Per Andy e Lana Wachowski "Matrix" sarà eternamente delizia e croce, il capolavoro della carriera probabilmente, e l'unità di misura con cui i loro fan misurano e andranno a misurare il valore di ogni opera scritta a seguito.
Nessuno sconto perciò a "Jupiter: Il Destino Dell'Universo", che dall'ambizione abnorme di "Cloud Atlas" prende le distanze e proprio a quel "Matrix" vorrebbe riavvicinarsi, nello stile e decisamente nella forma. C'è una protagonista femminile, infatti, che come Neo parte dall'essere niente e si ritrova destinata a grandi cose, messa al centro di una storia fantascientifica confinata al fantasy che ci trascina in un mondo alternativo, meraviglioso e spietato. Stavolta nessun trucco, solo un inganno: la terra è una coltivazione di esseri umani (una delle tante) destinata a fornire i suoi abitanti come profitto per generare più tempo da mettere a disposizione della dinastia principe che vive sul pianeta Orous, governato da tre fratelli (due uomini e una donna) che puntano, separatamente, a spostare gli equilibri della loro famiglia per avere potere e governare. Un discorso assai meno filosofico di quello introdotto da Morpheus, insomma, ma ugualmente cinico e immorale da dover essere fermato e riletto. Ed è qui che entra in gioco Jupiter, la Mila Kunis impiegata di pulizie che, a quanto pare, merito dell'astrologia, è legittima ereditaria del pianeta Terra, e che attraverso una serie di burocrazie aliene (lente come quelle terrestri), in qualche modo, assumerà le sembianze dell'elemento indispensabile a favorire le sorti di una guerra familiare a sua insaputa già iniziata.

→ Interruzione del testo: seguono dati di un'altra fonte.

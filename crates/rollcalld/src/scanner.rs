//! The live scan loop: frame → detect → match → decide → persist.

use crate::capture::FrameSource;
use crate::engine::Inference;
use chrono::{DateTime, Local};
use rollcall_core::{
    Decision, DecisionEngine, DetectionResult, EuclideanMatcher, Identity, IdentityMatcher,
    MatchOutcome,
};
use rollcall_store::Store;
use serde::Serialize;
use std::collections::HashMap;
use std::sync::{Arc, Mutex};
use tokio::sync::watch;

/// Wall-clock source for check-in timestamps.
pub type Clock = Arc<dyn Fn() -> DateTime<Local> + Send + Sync>;

pub fn system_clock() -> Clock {
    Arc::new(Local::now)
}

/// The most recent accepted check-in.
#[derive(Debug, Clone, PartialEq, Serialize)]
#[serde(rename_all = "camelCase")]
pub struct CheckIn {
    pub identity_id: String,
    pub name: String,
    pub timestamp_epoch_millis: i64,
    pub status: String,
}

/// Counters for one scan session.
#[derive(Debug, Clone, Default, PartialEq, Eq)]
pub struct ScanStats {
    pub frames: u64,
    pub faces: u64,
    pub recorded: u64,
    pub duplicates: u64,
    pub unknown: u64,
    pub errors: u64,
    /// Detections abandoned because the session was cancelled.
    pub discarded: u64,
}

/// One scanning session's state. Consumed by [`ScanLoop::run`].
pub struct ScanLoop {
    inference: Arc<dyn Inference>,
    matcher: EuclideanMatcher,
    roster: HashMap<String, Identity>,
    decisions: DecisionEngine<Arc<Store>>,
    last_check_in: Arc<Mutex<Option<CheckIn>>>,
    clock: Clock,
}

impl ScanLoop {
    /// Snapshot `roster` into a matcher for the lifetime of the session.
    pub fn new(
        inference: Arc<dyn Inference>,
        store: Arc<Store>,
        roster: Vec<Identity>,
        last_check_in: Arc<Mutex<Option<CheckIn>>>,
        clock: Clock,
    ) -> Self {
        let matcher = EuclideanMatcher::from_roster(&roster);
        Self {
            inference,
            matcher,
            roster: roster.into_iter().map(|i| (i.id.clone(), i)).collect(),
            decisions: DecisionEngine::new(store),
            last_check_in,
            clock,
        }
    }

    /// Run until `cancel` turns true or `frames` ends.
    ///
    /// One detection is in flight at a time. Cancellation interrupts both
    /// the frame wait and a pending detection, whose result is dropped.
    pub async fn run(
        self,
        mut frames: Box<dyn FrameSource>,
        mut cancel: watch::Receiver<bool>,
    ) -> ScanStats {
        let mut stats = ScanStats::default();
        tracing::info!(members = self.matcher.len(), "scan loop started");

        loop {
            if *cancel.borrow() {
                break;
            }

            let frame = tokio::select! {
                biased;
                changed = cancel.changed() => {
                    if changed.is_err() || *cancel.borrow() {
                        break;
                    }
                    continue;
                }
                next = frames.next_frame() => match next {
                    Some(frame) => frame,
                    None => {
                        tracing::warn!("frame source ended");
                        break;
                    }
                },
            };
            stats.frames += 1;

            let result = tokio::select! {
                biased;
                _ = wait_cancelled(&mut cancel) => {
                    stats.discarded += 1;
                    tracing::debug!("detection in flight at cancellation; discarded");
                    break;
                }
                result = self.inference.detect(frame) => result,
            };

            // A result that resolved alongside cancellation is stale too
            if *cancel.borrow() {
                stats.discarded += 1;
                break;
            }

            match result {
                Ok(detections) => self.handle_detections(&detections, &mut stats),
                Err(e) => {
                    stats.errors += 1;
                    tracing::warn!(error = %e, "detection failed; continuing");
                }
            }

            tokio::task::yield_now().await;
        }

        frames.close().await;
        tracing::info!(?stats, "scan loop stopped");
        stats
    }

    fn handle_detections(&self, detections: &[DetectionResult], stats: &mut ScanStats) {
        for detection in detections {
            stats.faces += 1;
            let outcome = self.matcher.best_match(&detection.descriptor);
            let MatchOutcome::Known { identity_id, distance } = outcome else {
                stats.unknown += 1;
                continue;
            };
            let Some(identity) = self.roster.get(&identity_id) else {
                stats.unknown += 1;
                continue;
            };
            tracing::debug!(identity = %identity_id, distance, "face matched");

            match self.decisions.decide(identity, &(self.clock)()) {
                Ok(Decision::Recorded(record)) => {
                    stats.recorded += 1;
                    let check_in = CheckIn {
                        identity_id: record.identity_id,
                        name: record.identity_name,
                        timestamp_epoch_millis: record.timestamp_epoch_millis,
                        status: record.status.to_string(),
                    };
                    *self
                        .last_check_in
                        .lock()
                        .unwrap_or_else(std::sync::PoisonError::into_inner) = Some(check_in);
                }
                Ok(Decision::Duplicate) => stats.duplicates += 1,
                Err(e) => {
                    stats.errors += 1;
                    tracing::error!(error = %e, identity = %identity_id, "failed to persist attendance");
                }
            }
        }
    }
}

/// Resolves once the flag reads true; pends forever if the sender is gone.
async fn wait_cancelled(cancel: &mut watch::Receiver<bool>) {
    loop {
        if *cancel.borrow_and_update() {
            return;
        }
        if cancel.changed().await.is_err() {
            std::future::pending::<()>().await;
        }
    }
}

E' piuttosto evidente allora come i fratelli Wachowski, questa volta abbiano messo da parte la loro voglia di sperimentare e di osare, per agire in sicurezza e concedersi il ritorno ad un genere che manipolano a proprio piacimento e in perenne scioltezza. In "Jupiter: Il Destino Dell'Universo" riusciamo a rintracciare quell'epicità coinvolgente, indispensabile alla fantascienza intenta a lasciare il segno, con riferimenti al cinema del passato masticati e ricomposti (pensare a "Star Wars" e al recente "John Carter" sarà più che normale) e una tendenza al romanticismo che fino ad ora non era mai stata così prioritaria nella filmografia dei fratelli di Chicago. La passione scoppiata tra Jupiter e Caine (il personaggio di Channing Tatum), a tratti, è più potente e importante del loro stesso scopo, che comunque resta strettamente connesso alla loro congiunzione, sopravvivenza e successo. Indicazione che stavolta l'intento primario è quello di intrattenere elasticamente, senza nodi e confini, evitando quindi profondità torbide per andare a condire un intreccio né eccessivamente blando né eccessivamente complicato.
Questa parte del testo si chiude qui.